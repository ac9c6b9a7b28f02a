use chrono::{DateTime, Utc};
use serde::{Deserialize, Serialize};
use serde_json::{json, Map, Value};
use sqlx::types::Json;
use sqlx::FromRow;
use uuid::Uuid;
use validator::Validate;

use crate::resumes::validation::{
    child_path, email_or_empty, optional_bool, optional_list, optional_object, optional_string,
    required_object, required_string, template_reference, url_or_empty, BodyShape, FieldError,
};

/// A stored résumé as returned to clients.
#[derive(Debug, Clone, PartialEq, Serialize, Deserialize)]
pub struct Resume {
    pub id: Uuid,
    pub user_id: Uuid,
    pub title: String,
    pub content: ResumeContent,
    pub template_id: Option<Uuid>,
    pub is_public: bool,
    pub created_at: DateTime<Utc>,
    pub updated_at: DateTime<Utc>,
}

/// Raw `resumes` row; `content` lives in a JSONB column.
#[derive(Debug, Clone, FromRow)]
pub struct ResumeRow {
    pub id: Uuid,
    pub user_id: Uuid,
    pub title: String,
    pub content: Json<ResumeContent>,
    pub template_id: Option<Uuid>,
    pub is_public: bool,
    pub created_at: DateTime<Utc>,
    pub updated_at: DateTime<Utc>,
}

impl From<ResumeRow> for Resume {
    fn from(row: ResumeRow) -> Self {
        Resume {
            id: row.id,
            user_id: row.user_id,
            title: row.title,
            content: row.content.0,
            template_id: row.template_id,
            is_public: row.is_public,
            created_at: row.created_at,
            updated_at: row.updated_at,
        }
    }
}

/// Structured résumé body. Section items are caller-defined and kept verbatim;
/// missing sections deserialize as empty lists.
#[derive(Debug, Clone, Default, PartialEq, Serialize, Deserialize, Validate)]
pub struct ResumeContent {
    #[validate(nested)]
    pub personal: PersonalInfo,
    #[serde(default, skip_serializing_if = "Option::is_none")]
    pub summary: Option<String>,
    #[serde(default)]
    pub experience: Vec<Value>,
    #[serde(default)]
    pub education: Vec<Value>,
    #[serde(default)]
    pub skills: Vec<Value>,
    #[serde(default)]
    pub projects: Vec<Value>,
    #[serde(default)]
    pub languages: Vec<Value>,
    #[serde(default)]
    pub certifications: Vec<Value>,
}

#[derive(Debug, Clone, Default, PartialEq, Serialize, Deserialize, Validate)]
pub struct PersonalInfo {
    pub name: String,
    #[serde(default, skip_serializing_if = "Option::is_none")]
    #[validate(custom(function = "email_or_empty", message = "Invalid email address"))]
    pub email: Option<String>,
    #[serde(default, skip_serializing_if = "Option::is_none")]
    pub phone: Option<String>,
    #[serde(default, skip_serializing_if = "Option::is_none")]
    pub location: Option<String>,
    #[serde(default, skip_serializing_if = "Option::is_none")]
    #[validate(custom(function = "url_or_empty", message = "Invalid URL"))]
    pub website: Option<String>,
    #[serde(default, skip_serializing_if = "Option::is_none")]
    pub linkedin: Option<String>,
    #[serde(default, skip_serializing_if = "Option::is_none")]
    pub github: Option<String>,
}

// ────────────────────────────────────────────────────────────────────────────
// Section item shapes used by the editor. The access layer stores items as
// opaque JSON and never enforces these.
// ────────────────────────────────────────────────────────────────────────────

#[derive(Debug, Clone, PartialEq, Serialize, Deserialize)]
#[serde(rename_all = "camelCase")]
pub struct Experience {
    pub id: String,
    pub company: String,
    pub position: String,
    pub location: Option<String>,
    pub start_date: String,
    pub end_date: Option<String>,
    pub current: bool,
    pub description: String,
    #[serde(default)]
    pub highlights: Vec<String>,
}

#[derive(Debug, Clone, PartialEq, Serialize, Deserialize)]
#[serde(rename_all = "camelCase")]
pub struct Education {
    pub id: String,
    pub institution: String,
    pub degree: String,
    pub field: String,
    pub location: Option<String>,
    pub start_date: String,
    pub end_date: Option<String>,
    pub gpa: Option<String>,
    pub description: Option<String>,
}

#[derive(Debug, Clone, PartialEq, Serialize, Deserialize)]
pub struct Skill {
    pub id: String,
    pub category: String,
    pub items: Vec<String>,
}

#[derive(Debug, Clone, PartialEq, Serialize, Deserialize)]
#[serde(rename_all = "camelCase")]
pub struct Project {
    pub id: String,
    pub name: String,
    pub description: String,
    pub technologies: Vec<String>,
    pub url: Option<String>,
    pub github: Option<String>,
    pub start_date: Option<String>,
    pub end_date: Option<String>,
}

#[derive(Debug, Clone, Copy, PartialEq, Eq, Serialize, Deserialize)]
pub enum Proficiency {
    Elementary,
    #[serde(rename = "Limited Working")]
    LimitedWorking,
    #[serde(rename = "Professional Working")]
    ProfessionalWorking,
    #[serde(rename = "Full Professional")]
    FullProfessional,
    Native,
}

#[derive(Debug, Clone, PartialEq, Serialize, Deserialize)]
pub struct Language {
    pub id: String,
    pub name: String,
    pub proficiency: Proficiency,
}

#[derive(Debug, Clone, PartialEq, Serialize, Deserialize)]
#[serde(rename_all = "camelCase")]
pub struct Certification {
    pub id: String,
    pub name: String,
    pub issuer: String,
    pub date: String,
    pub expiry_date: Option<String>,
    pub credential_id: Option<String>,
    pub url: Option<String>,
}

// ────────────────────────────────────────────────────────────────────────────
// Request bodies
// ────────────────────────────────────────────────────────────────────────────

/// POST /resumes body.
#[derive(Debug, Clone, Deserialize, Validate)]
pub struct CreateResumeRequest {
    #[validate(length(min = 1, max = 255, message = "Title must be 1 to 255 characters long"))]
    pub title: String,
    #[validate(nested)]
    pub content: ResumeContent,
    #[validate(custom(function = "template_reference", message = "Template id must be a UUID"))]
    pub template_id: Option<String>,
    #[serde(default)]
    pub is_public: bool,
}

/// PUT /resumes/:id body. Omitted fields keep their stored values.
#[derive(Debug, Clone, Default, Deserialize, Validate)]
pub struct UpdateResumeRequest {
    #[validate(length(min = 1, max = 255, message = "Title must be 1 to 255 characters long"))]
    pub title: Option<String>,
    #[validate(nested)]
    pub content: Option<ResumeContent>,
    #[validate(custom(function = "template_reference", message = "Template id must be a UUID"))]
    pub template_id: Option<String>,
    pub is_public: Option<bool>,
}

const PERSONAL_TEXT_FIELDS: [&str; 6] = ["email", "phone", "location", "website", "linkedin", "github"];
const SECTIONS: [&str; 6] = [
    "experience",
    "education",
    "skills",
    "projects",
    "languages",
    "certifications",
];

fn check_content_shape(content: &mut Map<String, Value>, errors: &mut Vec<FieldError>) {
    let placeholder = json!({ "name": "" });
    if let Some(personal) =
        required_object(content, "personal", "content.personal", placeholder, errors)
    {
        required_string(personal, "name", "content.personal.name", errors);
        for key in PERSONAL_TEXT_FIELDS {
            optional_string(personal, key, &child_path("content.personal", key), errors);
        }
    }
    optional_string(content, "summary", "content.summary", errors);
    for key in SECTIONS {
        optional_list(content, key, &child_path("content", key), errors);
    }
}

impl BodyShape for CreateResumeRequest {
    fn check_shape(body: &mut Map<String, Value>, errors: &mut Vec<FieldError>) {
        required_string(body, "title", "title", errors);
        let placeholder = json!({ "personal": { "name": "" } });
        if let Some(content) = required_object(body, "content", "content", placeholder, errors) {
            check_content_shape(content, errors);
        }
        optional_string(body, "template_id", "template_id", errors);
        optional_bool(body, "is_public", "is_public", errors);
    }
}

impl BodyShape for UpdateResumeRequest {
    fn check_shape(body: &mut Map<String, Value>, errors: &mut Vec<FieldError>) {
        optional_string(body, "title", "title", errors);
        if let Some(content) = optional_object(body, "content", "content", errors) {
            check_content_shape(content, errors);
        }
        optional_string(body, "template_id", "template_id", errors);
        optional_bool(body, "is_public", "is_public", errors);
    }
}

/// Validated insert handed to a `ResumeStore`.
#[derive(Debug, Clone)]
pub struct NewResume {
    pub title: String,
    pub content: ResumeContent,
    pub template_id: Option<Uuid>,
    pub is_public: bool,
}

/// Validated partial update handed to a `ResumeStore`.
#[derive(Debug, Clone, Default)]
pub struct ResumeChanges {
    pub title: Option<String>,
    pub content: Option<ResumeContent>,
    pub template_id: Option<Uuid>,
    pub is_public: Option<bool>,
}

fn parse_template_id(raw: Option<String>) -> Option<Uuid> {
    raw.and_then(|s| Uuid::parse_str(&s).ok())
}

impl From<CreateResumeRequest> for NewResume {
    /// Expects a request that already passed `validate()`.
    fn from(req: CreateResumeRequest) -> Self {
        NewResume {
            title: req.title,
            content: req.content,
            template_id: parse_template_id(req.template_id),
            is_public: req.is_public,
        }
    }
}

impl From<UpdateResumeRequest> for ResumeChanges {
    /// Expects a request that already passed `validate()`.
    fn from(req: UpdateResumeRequest) -> Self {
        ResumeChanges {
            title: req.title,
            content: req.content,
            template_id: parse_template_id(req.template_id),
            is_public: req.is_public,
        }
    }
}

### Aim of the task
Could you work out how many lines above contain the string "NewResume"? Only the number should be given.

### Output below
3